We had dined alone as before, and, conversation happening to turn upon the fine arts, I gave my opinion upon one of the precepts in the Koran, by which the Mahometans are deprived of the innocent enjoyment of paintings and statues. He told me that Mahomet, a very sagacious legislator, had been right in removing all images from the sight of the followers of Islam.

"Recollect, my son, that the nations to which the prophet brought the knowledge of the true God were all idolators. Men are weak; if the disciples of the prophet had continued to see the same objects, they might have fallen back into their former errors."

"No one ever worshipped an image as an image; the deity of which the image is a representation is what is worshipped."

"I may grant that, but God cannot be matter, and it is right to remove from the thoughts of the vulgar the idea of a material divinity. You are the only men, you Christians, who believe that you see God."

"It is true, we are sure of it, but observe that faith alone gives us that certainty."

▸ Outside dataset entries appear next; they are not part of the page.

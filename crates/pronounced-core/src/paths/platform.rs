//! Platform-specific path resolution.

use std::env;
use std::fs;
use std::path::PathBuf;

use super::error::PathError;

/// Environment variable overriding the data root.
pub const DATA_DIR_ENV: &str = "PRONOUNCED_DATA_DIR";

/// Get the root directory for application data (database, config).
///
/// Resolution order:
/// 1. `PRONOUNCED_DATA_DIR` environment variable (highest priority)
/// 2. System data directory (e.g., `~/.local/share/pronounced`)
///
/// The directory is created if it doesn't exist.
pub fn data_root() -> Result<PathBuf, PathError> {
    let root = match env::var(DATA_DIR_ENV) {
        Ok(path) if !path.trim().is_empty() => PathBuf::from(path),
        _ => dirs::data_local_dir()
            .ok_or(PathError::NoDataDir)?
            .join("pronounced"),
    };

    fs::create_dir_all(&root).map_err(PathError::create_dir(&root))?;

    Ok(root)
}
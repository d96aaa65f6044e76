//! Core services - the application's business logic layer.
//!
//! This module contains high-level service abstractions that orchestrate
//! between ports (trait interfaces) and domain logic. Services here are
//! pure orchestrators - they don't know about concrete implementations.

mod app_core;
mod auth_service;
mod sentence_service;
mod settings_service;
mod word_service;

pub use app_core::AppCore;
pub use auth_service::AuthService;
pub use sentence_service::SentenceService;
pub use settings_service::SettingsService;
pub use word_service::WordService;
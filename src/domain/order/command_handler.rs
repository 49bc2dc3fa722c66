use chrono::Utc;
use std::sync::Arc;
use std::time::Instant;
use tokio::sync::RwLock;
use uuid::Uuid;

use crate::api::{ApiError, ListQuery, OrderApi};
use crate::coordinator::{Busy, QueryOutcome, RequestCoordinator};
use crate::metrics::Metrics;
use crate::outbox::NotificationOutbox;
use crate::store::OrderStore;
use crate::utils::{retry_on_transient, RetryConfig};

use super::aggregate::{Order, OrderPatch};
use super::commands::{ActionKind, OrderCommand};
use super::delivery::{DeliveryScheduler, DeliveryUpdateRequest};
use super::errors::OrderError;
use super::events::{
    OrderDeliveryRescheduled, OrderEvent, OrderInvoiced, OrderRejected, OrderStatusChanged,
};
use super::invoicing::{BulkInvoiceReport, BulkOutcome, InvoiceDispatcher};
use super::rejection::{RejectionHandler, RejectionRequest};
use super::transitions::{StatusTransitionEngine, StatusUpdateRequest, Transition};
use super::value_objects::{DeliveryInfo, DeliveryProvenance, DeliverySelection, OrderId, OrderStatus};

// ============================================================================
// Order Command Handler
// ============================================================================
//
// Orchestrates: Command → Local validation → In-flight permit → Backend
//               → Store patch → Outbox → Metrics
//
// The store is only written after the backend confirmed the change, and
// only with the fields it confirmed.
//
// ============================================================================

#[derive(Debug, thiserror::Error)]
pub enum DispatchError {
    #[error(transparent)]
    Validation(#[from] OrderError),

    #[error(transparent)]
    Busy(#[from] Busy),

    #[error(transparent)]
    Api(#[from] ApiError),

    #[error("Order is not loaded: {0}")]
    NotFound(OrderId),
}

/// Result of a confirmed single-order mutation
#[derive(Debug, Clone)]
pub struct CommandOutcome {
    pub correlation_id: Uuid,
    pub event: OrderEvent,
    /// Outbox sequence of the queued notification
    pub notification_sequence: u64,
    /// False when the local record was already newer than the confirmation
    pub store_updated: bool,
}

/// Validated backend call for one command
enum Mutation {
    Status(StatusUpdateRequest),
    Reject(RejectionRequest),
    Invoice,
    Delivery(DeliveryUpdateRequest),
}

pub struct OrderCommandHandler {
    api: Arc<dyn OrderApi>,
    store: Arc<RwLock<OrderStore>>,
    coordinator: Arc<RequestCoordinator>,
    outbox: NotificationOutbox,
    metrics: Arc<Metrics>,
    scheduler: DeliveryScheduler,
    retry: RetryConfig,
}

impl OrderCommandHandler {
    pub fn new(api: Arc<dyn OrderApi>, metrics: Arc<Metrics>) -> Self {
        Self {
            api,
            store: Arc::new(RwLock::new(OrderStore::new())),
            coordinator: Arc::new(RequestCoordinator::new()),
            outbox: NotificationOutbox::new(),
            metrics,
            scheduler: DeliveryScheduler::default(),
            retry: RetryConfig::default(),
        }
    }

    pub fn with_scheduler(mut self, scheduler: DeliveryScheduler) -> Self {
        self.scheduler = scheduler;
        self
    }

    pub fn with_retry(mut self, retry: RetryConfig) -> Self {
        self.retry = retry;
        self
    }

    pub fn store(&self) -> &Arc<RwLock<OrderStore>> {
        &self.store
    }

    pub fn coordinator(&self) -> &Arc<RequestCoordinator> {
        &self.coordinator
    }

    pub fn outbox(&self) -> &NotificationOutbox {
        &self.outbox
    }

    async fn snapshot(&self, order_id: &OrderId) -> Result<Order, DispatchError> {
        self.store
            .read()
            .await
            .get(order_id)
            .cloned()
            .ok_or_else(|| DispatchError::NotFound(order_id.clone()))
    }

    /// Classification the operator would be asked to confirm
    pub async fn preview_transition(
        &self,
        order_id: &OrderId,
        target: OrderStatus,
    ) -> Result<Transition, DispatchError> {
        let order = self.snapshot(order_id).await?;
        Ok(StatusTransitionEngine::classify(order.status, target))
    }

    /// Handle a single-order command
    pub async fn handle(
        &self,
        order_id: &OrderId,
        command: OrderCommand,
    ) -> Result<CommandOutcome, DispatchError> {
        let action = command.action();
        let order = self.snapshot(order_id).await?;

        let mutation = match self.validate(&order, &command) {
            Ok(mutation) => mutation,
            Err(e) => {
                tracing::info!(order_id = %order_id, action = %action, error = %e, "Command refused locally");
                self.metrics.record_validation_error(action.as_str());
                return Err(e.into());
            }
        };

        let _permit = self.coordinator.begin_mutation(order_id, action).map_err(|busy| {
            self.metrics.record_busy(action.as_str());
            busy
        })?;

        let correlation_id = Uuid::new_v4();
        let started = Instant::now();

        let (patch, event) = match self.commit(&order, mutation).await {
            Ok(confirmed) => confirmed,
            Err(e) => {
                tracing::warn!(
                    order_id = %order_id,
                    action = %action,
                    error = %e,
                    "❌ Mutation failed, store unchanged"
                );
                self.metrics.record_failure(action.as_str(), e.reason(), started.elapsed().as_secs_f64());
                return Err(e.into());
            }
        };

        let store_updated = self.store.write().await.apply_patch(order_id, &patch);
        let notification_sequence = self
            .outbox
            .record(order_id.clone(), event.clone(), correlation_id)
            .await;

        self.metrics.record_commit(action.as_str(), started.elapsed().as_secs_f64());
        self.metrics.record_notification();

        tracing::info!(
            order_id = %order_id,
            action = %action,
            event = event.name(),
            correlation_id = %correlation_id,
            "✅ Mutation confirmed"
        );

        Ok(CommandOutcome {
            correlation_id,
            event,
            notification_sequence,
            store_updated,
        })
    }

    /// Local rules for each command. Nothing here touches the network.
    fn validate(&self, order: &Order, command: &OrderCommand) -> Result<Mutation, OrderError> {
        let now = Utc::now();

        match command {
            OrderCommand::ChangeStatus { target, skip_confirmed, delivery } => {
                let delivery = delivery
                    .as_ref()
                    .map(|selection| self.scheduler.resolve(selection, DeliveryProvenance::Transition, now))
                    .transpose()?;
                let request =
                    StatusTransitionEngine::plan(order.status, *target, *skip_confirmed, delivery)?;
                Ok(Mutation::Status(request))
            }
            OrderCommand::Reject { reason } => {
                Ok(Mutation::Reject(RejectionHandler::prepare(order.status, reason)?))
            }
            OrderCommand::SendInvoice => {
                InvoiceDispatcher::check(order.status, order.is_invoiced)?;
                Ok(Mutation::Invoice)
            }
            OrderCommand::RescheduleDelivery { selection, reason } => {
                if order.is_closed() {
                    return Err(OrderError::OrderClosed(order.status));
                }
                Ok(Mutation::Delivery(self.scheduler.reschedule_request(selection, reason, now)?))
            }
        }
    }

    /// Issue the backend call and translate its confirmation
    async fn commit(
        &self,
        order: &Order,
        mutation: Mutation,
    ) -> Result<(OrderPatch, OrderEvent), ApiError> {
        match mutation {
            Mutation::Status(request) => {
                let response = self.api.update_status(&order.id, &request).await?;
                let confirmed = response.order;
                let patch = OrderPatch::StatusUpdated {
                    status: confirmed.status,
                    delivery: request.delivery.clone(),
                    last_updated: confirmed.last_updated,
                };
                let event = OrderEvent::StatusChanged(OrderStatusChanged {
                    from: order.status,
                    to: confirmed.status,
                    skipped: request.skipped_statuses,
                    delivery: request.delivery,
                });
                Ok((patch, event))
            }
            Mutation::Reject(request) => {
                let confirmed = self.api.reject(&order.id, &request).await?.order;
                let patch = OrderPatch::Rejected {
                    reason: confirmed.rejection_reason.clone(),
                    rejected_at: confirmed.rejected_at,
                    last_updated: confirmed.last_updated,
                };
                let event = OrderEvent::Rejected(OrderRejected {
                    reason: confirmed.rejection_reason,
                    rejected_at: confirmed.rejected_at,
                });
                Ok((patch, event))
            }
            Mutation::Invoice => {
                let response = self.api.send_invoice(&order.id).await?;
                let invoice_number = match response.invoice_number {
                    Some(number) if response.success => number,
                    _ => return Err(ApiError::Rejected("Invoice was not issued".to_string())),
                };
                let patch = OrderPatch::Invoiced { invoice_number: invoice_number.clone() };
                let event = OrderEvent::Invoiced(OrderInvoiced { invoice_number });
                Ok((patch, event))
            }
            Mutation::Delivery(request) => {
                let response = self.api.update_delivery(&order.id, &request).await?;
                let delivery = self.scheduler.confirmed(&response.new_delivery, order.delivery.as_ref());
                let event = OrderEvent::DeliveryRescheduled(OrderDeliveryRescheduled {
                    expected_delivery: response.new_delivery.expected_delivery,
                    time_slot: response.new_delivery.delivery_time_slot,
                    reason: request.reason,
                });
                let patch = OrderPatch::DeliveryRescheduled {
                    delivery,
                    last_updated: response.order.last_updated,
                };
                Ok((patch, event))
            }
        }
    }

    // ========================================================================
    // Bulk invoicing
    // ========================================================================

    /// Invoice several orders in one backend call. Each member succeeds or
    /// fails on its own; only successful members are patched.
    pub async fn send_invoices(&self, order_ids: &[OrderId]) -> Result<BulkInvoiceReport, DispatchError> {
        let batch = InvoiceDispatcher::prepare_batch(order_ids).map_err(|e| {
            self.metrics.record_validation_error(ActionKind::Invoice.as_str());
            e
        })?;

        let _permits = self
            .coordinator
            .begin_bulk_mutation(&batch, ActionKind::Invoice)
            .map_err(|busy| {
                self.metrics.record_busy(ActionKind::Invoice.as_str());
                busy
            })?;

        let correlation_id = Uuid::new_v4();
        let started = Instant::now();

        let response = match self.api.send_invoices_bulk(&batch).await {
            Ok(response) => response,
            Err(e) => {
                tracing::warn!(orders = batch.len(), error = %e, "❌ Bulk invoice request failed");
                self.metrics.record_failure("invoice_bulk", e.reason(), started.elapsed().as_secs_f64());
                return Err(e.into());
            }
        };

        let report = BulkInvoiceReport::reconcile(&batch, response);

        // Reconciliation guarantees every success carries its number
        let invoiced = report
            .succeeded()
            .filter_map(|r| r.invoice_number.clone().map(|number| (r, number)));

        for (result, invoice_number) in invoiced {

            {
                let mut store = self.store.write().await;
                store.apply_patch(
                    &result.order_id,
                    &OrderPatch::Invoiced { invoice_number: invoice_number.clone() },
                );
                store.deselect(&result.order_id);
            }

            self.outbox
                .record(
                    result.order_id.clone(),
                    OrderEvent::Invoiced(OrderInvoiced { invoice_number }),
                    correlation_id,
                )
                .await;
            self.metrics.record_notification();
        }

        self.metrics.record_commit("invoice_bulk", started.elapsed().as_secs_f64());
        self.metrics
            .record_bulk_entries(report.summary.success_count, report.summary.error_count);

        match report.outcome() {
            BulkOutcome::AllSucceeded => tracing::info!(
                invoiced = report.summary.success_count,
                "✅ Bulk invoicing complete"
            ),
            BulkOutcome::Partial => tracing::warn!(
                invoiced = report.summary.success_count,
                failed = report.summary.error_count,
                "⚠️  Bulk invoicing partially failed"
            ),
            BulkOutcome::AllFailed => tracing::warn!(
                failed = report.summary.error_count,
                "❌ Bulk invoicing failed for every order"
            ),
        }

        Ok(report)
    }

    /// Bulk-invoice whatever is currently selected in the store
    pub async fn send_invoices_for_selection(&self) -> Result<BulkInvoiceReport, DispatchError> {
        let selected = self.store.read().await.selected_ids();
        self.send_invoices(&selected).await
    }

    // ========================================================================
    // Listing
    // ========================================================================

    /// Reload the page. Supersedes any listing still in flight; transient
    /// failures are retried.
    pub async fn refresh(&self, query: ListQuery) -> QueryOutcome {
        let api = self.api.clone();
        let retry = self.retry.clone();

        let outcome = self
            .coordinator
            .run_query(&self.store, async move {
                retry_on_transient(&retry, "list_orders", |_attempt| {
                    let api = api.clone();
                    let query = query.clone();
                    async move { api.list_orders(&query).await }
                })
                .await
                .into_result()
            })
            .await;

        self.metrics.record_query(outcome.label());
        tracing::debug!(outcome = outcome.label(), "List query finished");
        outcome
    }

    /// Resolve a delivery selection without committing it
    pub fn preview_delivery(&self, selection: &DeliverySelection) -> Result<DeliveryInfo, OrderError> {
        self.scheduler.resolve(selection, DeliveryProvenance::Transition, Utc::now())
    }
}

// ============================================================================
// Unit Tests
// ============================================================================
use serde::{Deserialize, Serialize};
use std::fmt;

use super::value_objects::{DeliverySelection, OrderStatus};

// ============================================================================
// Order Commands - Represent operator intent
// ============================================================================

#[derive(Debug, Clone)]
pub enum OrderCommand {
    ChangeStatus {
        target: OrderStatus,
        /// Operator acknowledged the skipped stages
        skip_confirmed: bool,
        delivery: Option<DeliverySelection>,
    },
    Reject {
        reason: String,
    },
    SendInvoice,
    RescheduleDelivery {
        selection: DeliverySelection,
        reason: String,
    },
}

impl OrderCommand {
    pub fn action(&self) -> ActionKind {
        match self {
            OrderCommand::ChangeStatus { .. } => ActionKind::StatusUpdate,
            OrderCommand::Reject { .. } => ActionKind::Rejection,
            OrderCommand::SendInvoice => ActionKind::Invoice,
            OrderCommand::RescheduleDelivery { .. } => ActionKind::DeliveryEdit,
        }
    }
}

/// Families of mutating actions, each guarded independently per order
#[derive(Debug, Clone, Copy, PartialEq, Eq, Hash, Serialize, Deserialize)]
#[serde(rename_all = "snake_case")]
pub enum ActionKind {
    StatusUpdate,
    Rejection,
    Invoice,
    DeliveryEdit,
}

impl ActionKind {
    pub fn as_str(self) -> &'static str {
        match self {
            ActionKind::StatusUpdate => "status_update",
            ActionKind::Rejection => "rejection",
            ActionKind::Invoice => "invoice",
            ActionKind::DeliveryEdit => "delivery_edit",
        }
    }
}

impl fmt::Display for ActionKind {
    fn fmt(&self, f: &mut fmt::Formatter<'_>) -> fmt::Result {
        f.write_str(self.as_str())
    }
}
use dashmap::mapref::entry::Entry;
use dashmap::DashMap;
use std::sync::Arc;
use uuid::Uuid;

use crate::domain::order::{ActionKind, OrderId};

// ============================================================================
// Mutation Guard - at most one outstanding mutation per (order, action)
// ============================================================================
//
// Each acquired key holds a token. The permit removes its own token on drop,
// so a permit can never release a slot that someone else now owns. A second
// acquire while the key is held is refused, not queued.
//
// ============================================================================

type Key = (OrderId, ActionKind);

#[derive(Debug, Clone, PartialEq, Eq, thiserror::Error)]
#[error("{action} already in progress for order {order_id}, please wait")]
pub struct Busy {
    pub order_id: OrderId,
    pub action: ActionKind,
}

#[derive(Clone, Default)]
pub struct MutationGuard {
    in_flight: Arc<DashMap<Key, Uuid>>,
}

impl MutationGuard {
    pub fn new() -> Self {
        Self::default()
    }

    pub fn try_acquire(&self, order_id: &OrderId, action: ActionKind) -> Result<InFlightPermit, Busy> {
        let key = (order_id.clone(), action);
        let token = Uuid::new_v4();

        match self.in_flight.entry(key.clone()) {
            Entry::Occupied(_) => {
                tracing::debug!(order_id = %order_id, action = %action, "⏳ Mutation already in flight");
                Err(Busy { order_id: order_id.clone(), action })
            }
            Entry::Vacant(slot) => {
                slot.insert(token);
                Ok(InFlightPermit {
                    in_flight: self.in_flight.clone(),
                    key,
                    token,
                })
            }
        }
    }

    /// Acquire a permit for every order or none of them
    pub fn try_acquire_many(
        &self,
        order_ids: &[OrderId],
        action: ActionKind,
    ) -> Result<Vec<InFlightPermit>, Busy> {
        // Permits taken so far are released by drop if a later one fails
        order_ids
            .iter()
            .map(|id| self.try_acquire(id, action))
            .collect()
    }

    pub fn is_in_flight(&self, order_id: &OrderId, action: ActionKind) -> bool {
        self.in_flight.contains_key(&(order_id.clone(), action))
    }

    pub fn in_flight_count(&self) -> usize {
        self.in_flight.len()
    }
}

/// Held for the duration of one mutation
#[derive(Debug)]
pub struct InFlightPermit {
    in_flight: Arc<DashMap<Key, Uuid>>,
    key: Key,
    token: Uuid,
}

impl InFlightPermit {
    pub fn action(&self) -> ActionKind {
        self.key.1
    }
}

impl Drop for InFlightPermit {
    fn drop(&mut self) {
        let token = self.token;
        self.in_flight.remove_if(&self.key, |_, held| *held == token);
    }
}

#[cfg(test)]
mod tests {
    use super::*;

    #[test]
    fn test_second_acquire_is_busy() {
        let guard = MutationGuard::new();
        let id = OrderId::new("o1");

        let _permit = guard.try_acquire(&id, ActionKind::Invoice).unwrap();
        let second = guard.try_acquire(&id, ActionKind::Invoice);

        assert_eq!(second.unwrap_err(), Busy { order_id: id.clone(), action: ActionKind::Invoice });
        assert!(guard.is_in_flight(&id, ActionKind::Invoice));
    }

    #[test]
    fn test_drop_releases_permit() {
        let guard = MutationGuard::new();
        let id = OrderId::new("o1");

        {
            let permit = guard.try_acquire(&id, ActionKind::Rejection).unwrap();
            assert_eq!(permit.action(), ActionKind::Rejection);
        }

        assert!(!guard.is_in_flight(&id, ActionKind::Rejection));
        assert!(guard.try_acquire(&id, ActionKind::Rejection).is_ok());
    }

    #[test]
    fn test_actions_and_orders_are_independent() {
        let guard = MutationGuard::new();
        let a = OrderId::new("a");
        let b = OrderId::new("b");

        let _p1 = guard.try_acquire(&a, ActionKind::StatusUpdate).unwrap();
        let _p2 = guard.try_acquire(&a, ActionKind::DeliveryEdit).unwrap();
        let _p3 = guard.try_acquire(&b, ActionKind::StatusUpdate).unwrap();

        assert_eq!(guard.in_flight_count(), 3);
    }

    #[test]
    fn test_acquire_many_is_all_or_nothing() {
        let guard = MutationGuard::new();
        let ids = vec![OrderId::new("a"), OrderId::new("b"), OrderId::new("c")];

        let _held = guard.try_acquire(&ids[2], ActionKind::Invoice).unwrap();
        let result = guard.try_acquire_many(&ids, ActionKind::Invoice);

        assert_eq!(result.unwrap_err().order_id, OrderId::new("c"));
        assert!(!guard.is_in_flight(&ids[0], ActionKind::Invoice));
        assert!(!guard.is_in_flight(&ids[1], ActionKind::Invoice));
        assert_eq!(guard.in_flight_count(), 1);
    }
}
pub mod retry;

pub use retry::{retry_on_transient, IsTransient, RetryConfig, RetryResult};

"I know it; but you are idolators, for you see nothing but a material representation, and yet you have a complete certainty that you see God, unless you should tell me that faith disaffirms it."

"God forbid I should tell you such a thing! Faith, on the contrary, affirms our certainty."

"We thank God that we have no need of such self-delusion, and there is not one philosopher in the world who could prove to me that you require it."

"That would not be the province of philosophy, dear father, but of theology--a very superior science."

"You are now speaking the language of our theologians, who differ from yours only in this; they use their science to make clearer the truths we ought to know, whilst your theologians try to render those truths more obscure."

"Recollect, dear father, that they are mysteries."

"The existence of God is a sufficiently important mystery to prevent men from daring to add anything to it. God can only be simple; any kind of combination would destroy His essence; such is the God announced by our prophet, who must be the same for all men and in all times. Agree with me that we can add nothing to the simplicity of God. We say that God is one; that is the image of simplicity. You say that He is one and three at the same time, and such a definition strikes us as contradictory, absurd, and impious."

"It is a mystery."

"Do you mean God or the definition? I am speaking only of the definition, which ought not to be a mystery or absurd. Common sense, my son, must consider as absurd an assertion which substantiallv nonsensical. Prove to me that three is not a compound, that it cannot be a compound and I will become a Christian at once."

"My religion tells me to believe without arguing, and I shudder, my dear Yusuf, when I think that, through some specious reasoning, I might be led to renounce the creed of my fathers. I first must be convinced that they lived in error. Tell me whether, respecting my father's memory, I ought to have such a good opinion of myself as to sit in judgement over him, with the intention of giving my sentence against him?"

My lively remonstrance moved Yusuf deeply, but after a few instants of silence he said to me,--

"With such feelings, my son, you are sure to find grace in the eyes of God, and you are, therefore, one of the elect. If you are in error, God alone can convince you of it, for no just man on earth can refute the sentiment you have just given expression to."

We spoke of many other things in a friendly manner, and in the evening we parted with the often repeated assurance of the warmest affection and of the most perfect devotion.

But my mind was full of our conversation, and as I went on pondering over the matter, I thought that Yusuf might be right in his opinion as to the essence of God, for it seemed evident that the Creator of all beings ought to be perfectly simple; but I thought at the same time how impossible it would be for me, because the Christian religion had made a mistake, to accept the Turkish creed, which might perhaps have just a conception of God, but which caused me to smile when I recollected that the man who had given birth to it had been an arrant imposter. I had not the slightest idea, however, that Yusuf wished to make a convert of me.

The third time I dined with him religion was again the subject of conversation.

"Do you believe, dear father, that the religion of Mahomet is the only one in which salvation can be secured?"

"No, my dear son, I am not certain of it, and no man can have such a certainty; but I am sure that the Christian religion is not the true one, because it cannot be universal."

"Why not?"

"Because there is neither bread nor wine to be found in three-fourths of the world. Observe that the precepts of the Koran can be followed everywhere."

I did not know how to answer, and I would not equivocate.

"If God cannot be matter," I said, "then He must be a spirit?"

"We know what He is not but we do not know what He is: man cannot affirm that God is a spirit, because he can only realize the idea in an abstract manner. God immaterial; that is the extent of our knowledge and it can never be greater."